MACsec

MACsec is an IEEE standard (IEEE 802.1AE) for MAC security, introduced in 2006. It defines a way to establish a protocol independent connection between two hosts with data confidentiality, authenticity and/or integrity, using GCM-AES-128. MACsec operates on the Ethernet layer and as such is a layer 2 protocol, which means it’s designed to secure traffic within a layer 2 network, including DHCP or ARP requests. It does not compete with other security solutions such as IPsec (layer 3) or TLS (layer 4), as all those solutions are used for their own specific use cases.

Configuration

Common interface configuration

set interfaces macsec <interface> address <address | dhcp | dhcpv6>

Configure interface <interface> with one or more interface addresses.

  • address can be specified multiple times as IPv4 and/or IPv6 address, e.g. 192.0.2.1/24 and/or 2001:db8::1/64

  • dhcp interface address is received by DHCP from a DHCP server on this segment.

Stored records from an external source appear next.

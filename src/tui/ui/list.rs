//! Issue list rendering.

use super::layout::{
    compute_row_layout, display_width, pad_to_width, scroll_offset, truncate_with_ellipsis,
    RowLayout, PREFIX, SEP,
};
use crate::data::color::{font_color, rgb, FontColor};
use crate::data::{Issue, LabelRef};
use crate::filter::EMPTY_STATE_TEXT;
use crate::tui::App;
use ratatui::{
    layout::{Alignment, Rect},
    style::{Color, Modifier, Style},
    text::{Line, Span},
    widgets::{Block, Borders, Paragraph},
    Frame,
};

/// Style of a label chip: the label color as background and a readable
/// foreground picked from its luminance.
pub fn label_chip_style(label: &LabelRef) -> Style {
    let fg = match font_color(&label.color) {
        FontColor::Black => Color::Black,
        FontColor::White => Color::White,
    };
    match rgb(&label.color) {
        Some((r, g, b)) => Style::default().fg(fg).bg(Color::Rgb(r, g, b)),
        None => Style::default().fg(Color::White).bg(Color::DarkGray),
    }
}

fn meta_spans(issue: &Issue, width: usize) -> Vec<Span<'static>> {
    let mut spans = Vec::new();
    let mut used = 0;

    for label in &issue.labels {
        let chip = format!(" {} ", label.name);
        let chip_width = display_width(&chip) + 1;
        if used + chip_width > width {
            break;
        }
        spans.push(Span::styled(chip, label_chip_style(label)));
        spans.push(Span::raw(" "));
        used += chip_width;
    }

    if let Some(milestone) = &issue.milestone {
        let remaining = width.saturating_sub(used);
        if remaining > 2 {
            spans.push(Span::styled(
                truncate_with_ellipsis(&format!("◆ {}", milestone.title), remaining),
                Style::default().fg(Color::Magenta),
            ));
        }
    }

    spans
}

fn issue_line(app: &App, issue: &Issue, layout: RowLayout, highlighted: bool) -> Line<'static> {
    let sep_style = Style::default().fg(Color::DarkGray);

    let marker = if app.edit.is_editing() {
        if app.is_selected(issue.id) {
            Span::styled("● ", Style::default().fg(Color::Green))
        } else {
            Span::styled("○ ", sep_style)
        }
    } else {
        Span::raw(PREFIX)
    };

    let status_style = if issue.is_open {
        Style::default().fg(Color::Green)
    } else {
        Style::default().fg(Color::Magenta)
    };

    let mut spans = vec![
        marker,
        Span::styled(
            pad_to_width(&format!("#{}", issue.id), layout.id, Alignment::Left),
            status_style,
        ),
        Span::styled(SEP, sep_style),
        Span::styled(
            pad_to_width(
                &truncate_with_ellipsis(&issue.title, layout.title),
                layout.title,
                Alignment::Left,
            ),
            Style::default().fg(Color::White),
        ),
    ];

    if layout.meta > 0 {
        spans.push(Span::styled(SEP, sep_style));
        spans.extend(meta_spans(issue, layout.meta));
    }

    let line = Line::from(spans);
    if highlighted {
        line.style(
            Style::default()
                .bg(Color::Rgb(40, 44, 52))
                .add_modifier(Modifier::BOLD),
        )
    } else {
        line
    }
}

/// Draw the issue list, or the empty state when nothing passes the filters.
pub fn draw_issue_list(f: &mut Frame, app: &App, area: Rect) {
    let title = format!(
        " {} {} ({}) ",
        app.status.label(),
        app.edit.header_text(),
        app.outcome.len()
    );
    let block = Block::default()
        .title(title)
        .borders(Borders::ALL)
        .border_style(Style::default().fg(Color::DarkGray));
    let inner = block.inner(area);

    let issues = app.visible_issues();
    if issues.is_empty() {
        let text = if app.is_loading || app.is_waiting_on_comments() {
            format!("{} Loading...", app.spinner_char())
        } else {
            EMPTY_STATE_TEXT.to_string()
        };
        let paragraph = Paragraph::new(Line::from(Span::styled(
            text,
            Style::default().fg(Color::DarkGray),
        )))
        .alignment(Alignment::Center)
        .block(block);
        f.render_widget(paragraph, area);
        return;
    }

    let layout = compute_row_layout(inner.width);
    let height = inner.height as usize;
    let offset = scroll_offset(app.cursor, issues.len(), height);

    let lines: Vec<Line> = issues
        .iter()
        .enumerate()
        .skip(offset)
        .take(height)
        .map(|(idx, issue)| issue_line(app, issue, layout, idx == app.cursor))
        .collect();

    f.render_widget(Paragraph::new(lines).block(block), area);
}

  • dhcpv6 interface address is received by DHCPv6 from a DHCPv6 server on this segment.

Example:

set interfaces macsec macsec0 address 192.0.2.1/24
set interfaces macsec macsec0 address 2001:db8::1/64
set interfaces macsec macsec0 address dhcp
set interfaces macsec macsec0 address dhcpv6
set interfaces macsec <interface> description <description>

Set a human readable, descriptive alias for this connection. Alias is used by e.g. the show interfaces command or SNMP based monitoring tools.

Example:

set interfaces macsec macsec0 description 'This is an awesome interface running on VyOS'
set interfaces macsec <interface> disable

Disable given <interface>. It will be placed in administratively down (A/D) state.

Example:

set interfaces macsec macsec0 disable
set interfaces macsec <interface> disable-flow-control

Ethernet flow control is a mechanism for temporarily stopping the transmission of data on Ethernet family computer networks. The goal of this mechanism is to ensure zero packet loss in the presence of network congestion.

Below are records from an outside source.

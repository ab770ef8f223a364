mod app;
mod edit_mode;
mod input;
mod message;
mod ui;

use crate::api::IssueApi;
use crate::config::Config;
use anyhow::Result;
use crossterm::{
    event::{self, DisableMouseCapture, EnableMouseCapture, Event, KeyEventKind},
    execute,
    terminal::{disable_raw_mode, enable_raw_mode, EnterAlternateScreen, LeaveAlternateScreen},
};
use ratatui::{backend::CrosstermBackend, Terminal};
use std::io;
use std::sync::Arc;
use std::time::Duration;

pub use app::{App, ModalState, RefreshResult};
pub use edit_mode::EditMode;
pub use message::Message;

pub async fn run(config: Config, api: Arc<dyn IssueApi>) -> Result<()> {
    if !std::io::IsTerminal::is_terminal(&io::stdout()) {
        anyhow::bail!("issuedeck requires an interactive terminal");
    }

    enable_raw_mode()?;
    let mut stdout = io::stdout();
    execute!(stdout, EnterAlternateScreen, EnableMouseCapture)?;
    let backend = CrosstermBackend::new(stdout);
    let mut terminal = Terminal::new(backend)?;

    let tick_rate = Duration::from_millis(config.ui.tick_rate_ms.max(50));
    let mut app = App::new(config, api);

    // Non-blocking: the UI shows immediately with a loading state
    app.start();

    let result = run_app(&mut terminal, &mut app, tick_rate).await;

    disable_raw_mode()?;
    execute!(
        terminal.backend_mut(),
        LeaveAlternateScreen,
        DisableMouseCapture
    )?;
    terminal.show_cursor()?;

    result
}

async fn run_app(
    terminal: &mut Terminal<CrosstermBackend<io::Stdout>>,
    app: &mut App,
    tick_rate: Duration,
) -> Result<()> {
    let mut last_tick = std::time::Instant::now();
    let mut input_state = input::InputState::new();

    loop {
        terminal.draw(|f| ui::draw(f, app))?;

        let timeout = tick_rate.saturating_sub(last_tick.elapsed());

        if event::poll(timeout)? {
            if let Event::Key(key) = event::read()? {
                if key.kind == KeyEventKind::Press {
                    let msg = input::dispatch(app, &mut input_state, key);
                    if app.update(msg) {
                        return Ok(());
                    }
                }
            }
        }

        if input_state.has_timed_out() {
            input_state.clear();
        }

        // Results are drained every loop so typing never waits on a tick
        app.poll_refresh();

        if last_tick.elapsed() >= tick_rate {
            app.tick_spinner();
            last_tick = std::time::Instant::now();
        }

        tokio::task::yield_now().await;
    }
}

The first flow control mechanism, the pause frame, was defined by the IEEE 802.3x standard.

A sending station (computer or network switch) may be transmitting data faster than the other end of the link can accept it. Using flow control, the receiving station can signal the sender requesting suspension of transmissions until the receiver catches up.

Use this command to disable the generation of Ethernet flow control (pause frames).

Example:

set interfaces macsec macsec0 disable-flow-control
set interfaces macsec <interface> disable-link-detect

Use this command to direct an interface to not detect any physical state changes on a link, for example, when the cable is unplugged.

Default is to detects physical link state changes.

Example:

set interfaces macsec macsec0 disable-link-detect
set interfaces macsec <interface> mac <xx:xx:xx:xx:xx:xx>

Configure user defined MAC address on given <interface>.

Example:

set interfaces macsec macsec0 mac '00:01:02:03:04:05'
set interfaces macsec <interface> mtu <mtu>

Configure MTU on given <interface>. It is the size (in bytes) of the largest ethernet frame sent on this link.

Example:

set interfaces macsec macsec0 mtu 9000
set interfaces macsec <interface> ip arp-cache-timeout

Once a neighbor has been found, the entry is considered to be valid for at least for this specifc time. An entry’s validity will be extended if it receives positive feedback from higher level protocols.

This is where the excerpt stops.